*EXERCISE BRIEF*.
The answer must restate every entry below word for word.
[[ SUPPLIED ENTRIES, beginning ]]
// SPDX-FileCopyrightText: 2026 Questline Contributors
// SPDX-License-Identifier: MIT OR Apache-2.0

//! Figment-to-miette error bridge with fuzzy match suggestions.
//!
//! Converts Figment deserialization errors into miette diagnostics with
//! valid key listings and "did you mean?" suggestions using Jaro-Winkler
//! string similarity.

#![allow(unused_assignments)] // miette's Diagnostic derive generates code triggering this lint

use miette::Diagnostic;
use thiserror::Error;

/// Minimum Jaro-Winkler similarity score to suggest a correction.
/// 0.75 catches common typos like `prot` -> `port` and
/// `demo_usrname` -> `demo_username` while filtering noise.
const SUGGESTION_THRESHOLD: f64 = 0.75;

/// A configuration error with diagnostic context.
#[derive(Debug, Error, Diagnostic)]
pub enum ConfigError {
    /// An unknown key was found in the configuration.
    #[error("unknown configuration key `{key}`")]
    #[diagnostic(
        code(questline::config::unknown_key),
        help("{}", format_unknown_key_help(suggestion.as_deref(), valid_keys))
    )]
    UnknownKey {
        /// The unrecognized key name.
        key: String,
        /// Suggested correction via fuzzy matching, if any.
        suggestion: Option<String>,
        /// List of valid keys for the section.
        valid_keys: String,
    },

    /// A configuration value has the wrong type.
    #[error("invalid type for key `{key}`: {detail}")]
    #[diagnostic(code(questline::config::invalid_type), help("expected {expected}"))]
    InvalidType {
        /// The key with the wrong type.
        key: String,
        /// Description of the type mismatch.
        detail: String,
        /// What type was expected.
        expected: String,
    },

    /// A required configuration key is missing.
    #[error("missing required key `{key}`")]
    #[diagnostic(
        code(questline::config::missing_key),
        help("add `{key} = <value>` to your questline.toml")
    )]
    MissingKey {
        /// The missing key name.
        key: String,
    },

    /// A validation error for a config value.
    #[error("validation error: {message}")]
    #[diagnostic(code(questline::config::validation))]
    Validation {
        /// Description of the validation failure.
        message: String,
    },

    /// Catch-all for other configuration errors.
    #[error("configuration error: {0}")]
    #[diagnostic(code(questline::config::other))]
    Other(String),
}

/// Format the help message for unknown key errors.
fn format_unknown_key_help(suggestion: Option<&str>, valid_keys: &str) -> String {
    match suggestion {
        Some(s) => format!("did you mean `{s}`? Valid keys: {valid_keys}"),
        None => format!("valid keys: {valid_keys}"),
    }
}

/// Convert a `figment::Error` into a list of `ConfigError` diagnostics.
///
/// A figment error may carry multiple underlying errors; each is converted
/// to an appropriate variant, with fuzzy match suggestions for unknown
/// field errors.
pub fn figment_to_config_errors(err: figment::Error) -> Vec<ConfigError> {
    use figment::error::Kind;

    let mut errors = Vec::new();

    for error in err {
        let config_error = match &error.kind {
            Kind::UnknownField(field, expected) => {
                let valid_keys: Vec<&str> = expected.to_vec();
                let suggestion = suggest_key(field, &valid_keys);
                ConfigError::UnknownKey {
                    key: field.clone(),
                    suggestion,
                    valid_keys: valid_keys.join(", "),
                }
            }
            Kind::MissingField(field) => ConfigError::MissingKey {
                key: field.clone().into_owned(),
            },
            Kind::InvalidType(actual, expected) => {
                let key = error
                    .path
                    .iter()
                    .map(|s| s.to_string())
                    .collect::<Vec<_>>()
                    .join(".");
                ConfigError::InvalidType {
                    key,
                    detail: format!("found {actual}, expected {expected}"),
                    expected: expected.to_string(),
                }
            }
            _ => ConfigError::Other(format!("{error}")),
        };

        errors.push(config_error);
    }

    errors
}

/// Suggest a similar key name using Jaro-Winkler string similarity.
///
/// Returns the best match above the similarity threshold, or `None` if no
/// valid key is close enough to the unknown key.
pub fn suggest_key(unknown: &str, valid_keys: &[&str]) -> Option<String> {
    let mut best_score = SUGGESTION_THRESHOLD;
    let mut best_match = None;

    for &key in valid_keys {
        let score = strsim::jaro_winkler(unknown, key);
        if score > best_score {
            best_score = score;
            best_match = Some(key.to_string());
        }
    }

    best_match
}

/// Render a list of `ConfigError`s to stderr using miette's graphical handler.
pub fn render_errors(errors: &[ConfigError]) {
    use miette::GraphicalReportHandler;

    let handler = GraphicalReportHandler::new();
    for error in errors {
        let mut buf = String::new();
        let diagnostic: &dyn Diagnostic = error;
        if handler.render_report(&mut buf, diagnostic).is_ok() {
            eprint!("{buf}");
        } else {
            eprintln!("Error: {error}");
        }
    }
}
[[ SUPPLIED ENTRIES, end ]]
*RESULT OF THIS EXERCISE*.
// SPDX-FileCopyrightText: 2026 Questline Contributors
// SPDX-License-Identifier: MIT OR Apache-2.0

//! Figment-to-miette error bridge with fuzzy match suggestions.
//!
//! Converts Figment deserialization errors into miette diagnostics with
//! valid key listings and "did you mean?" suggestions using Jaro-Winkler
//! string similarity.

#![allow(unused_assignments)] // miette's Diagnostic derive generates code triggering this lint

use miette::Diagnostic;
use thiserror::Error;

/// Minimum Jaro-Winkler similarity score to suggest a correction.
/// 0.75 catches common typos like `prot` -> `port` and
/// `demo_usrname` -> `demo_username` while filtering noise.
const SUGGESTION_THRESHOLD: f64 = 0.75;

/// A configuration error with diagnostic context.
#[derive(Debug, Error, Diagnostic)]
pub enum ConfigError {
    /// An unknown key was found in the configuration.
    #[error("unknown configuration key `{key}`")]
    #[diagnostic(
        code(questline::config::unknown_key),
        help("{}", format_unknown_key_help(suggestion.as_deref(), valid_keys))
    )]
    UnknownKey {
        /// The unrecognized key name.
        key: String,
        /// Suggested correction via fuzzy matching, if any.
        suggestion: Option<String>,
        /// List of valid keys for the section.
        valid_keys: String,
    },

    /// A configuration value has the wrong type.
    #[error("invalid type for key `{key}`: {detail}")]
    #[diagnostic(code(questline::config::invalid_type), help("expected {expected}"))]
    InvalidType {
        /// The key with the wrong type.
        key: String,
        /// Description of the type mismatch.
        detail: String,
        /// What type was expected.
        expected: String,
    },

    /// A required configuration key is missing.
    #[error("missing required key `{key}`")]
    #[diagnostic(
        code(questline::config::missing_key),
        help("add `{key} = <value>` to your questline.toml")
    )]
    MissingKey {
        /// The missing key name.
        key: String,
    },

    /// A validation error for a config value.
    #[error("validation error: {message}")]
    #[diagnostic(code(questline::config::validation))]
    Validation {
        /// Description of the validation failure.
        message: String,
    },

    /// Catch-all for other configuration errors.
    #[error("configuration error: {0}")]
    #[diagnostic(code(questline::config::other))]
    Other(String),
}

/// Format the help message for unknown key errors.
fn format_unknown_key_help(suggestion: Option<&str>, valid_keys: &str) -> String {
    match suggestion {
        Some(s) => format!("did you mean `{s}`? Valid keys: {valid_keys}"),
        None => format!("valid keys: {valid_keys}"),
    }
}

/// Convert a `figment::Error` into a list of `ConfigError` diagnostics.
///
/// A figment error may carry multiple underlying errors; each is converted
/// to an appropriate variant, with fuzzy match suggestions for unknown
/// field errors.
pub fn figment_to_config_errors(err: figment::Error) -> Vec<ConfigError> {
    use figment::error::Kind;

    let mut errors = Vec::new();

    for error in err {
        let config_error = match &error.kind {
            Kind::UnknownField(field, expected) => {
                let valid_keys: Vec<&str> = expected.to_vec();
                let suggestion = suggest_key(field, &valid_keys);
                ConfigError::UnknownKey {
                    key: field.clone(),
                    suggestion,
                    valid_keys: valid_keys.join(", "),
                }
            }
            Kind::MissingField(field) => ConfigError::MissingKey {
                key: field.clone().into_owned(),
            },
            Kind::InvalidType(actual, expected) => {
                let key = error
                    .path
                    .iter()
                    .map(|s| s.to_string())
                    .collect::<Vec<_>>()
                    .join(".");
                ConfigError::InvalidType {
                    key,
                    detail: format!("found {actual}, expected {expected}"),
                    expected: expected.to_string(),
                }
            }
            _ => ConfigError::Other(format!("{error}")),
        };

        errors.push(config_error);
    }

    errors
}

/// Suggest a similar key name using Jaro-Winkler string similarity.
///
/// Returns the best match above the similarity threshold, or `None` if no
/// valid key is close enough to the unknown key.
pub fn suggest_key(unknown: &str, valid_keys: &[&str]) -> Option<String> {
    let mut best_score = SUGGESTION_THRESHOLD;
    let mut best_match = None;

    for &key in valid_keys {
        let score = strsim::jaro_winkler(unknown, key);
        if score > best_score {
            best_score = score;
            best_match = Some(key.to_string());
        }
    }

    best_match
}

/// Render a list of `ConfigError`s to stderr using miette's graphical handler.
pub fn render_errors(errors: &[ConfigError]) {
    use miette::GraphicalReportHandler;

    let handler = GraphicalReportHandler::new();
    for error in errors {
        let mut buf = String::new();
        let diagnostic: &dyn Diagnostic = error;
        if handler.render_report(&mut buf, diagnostic).is_ok() {
            eprint!("{buf}");
        } else {
            eprintln!("Error: {error}");
        }
    }
}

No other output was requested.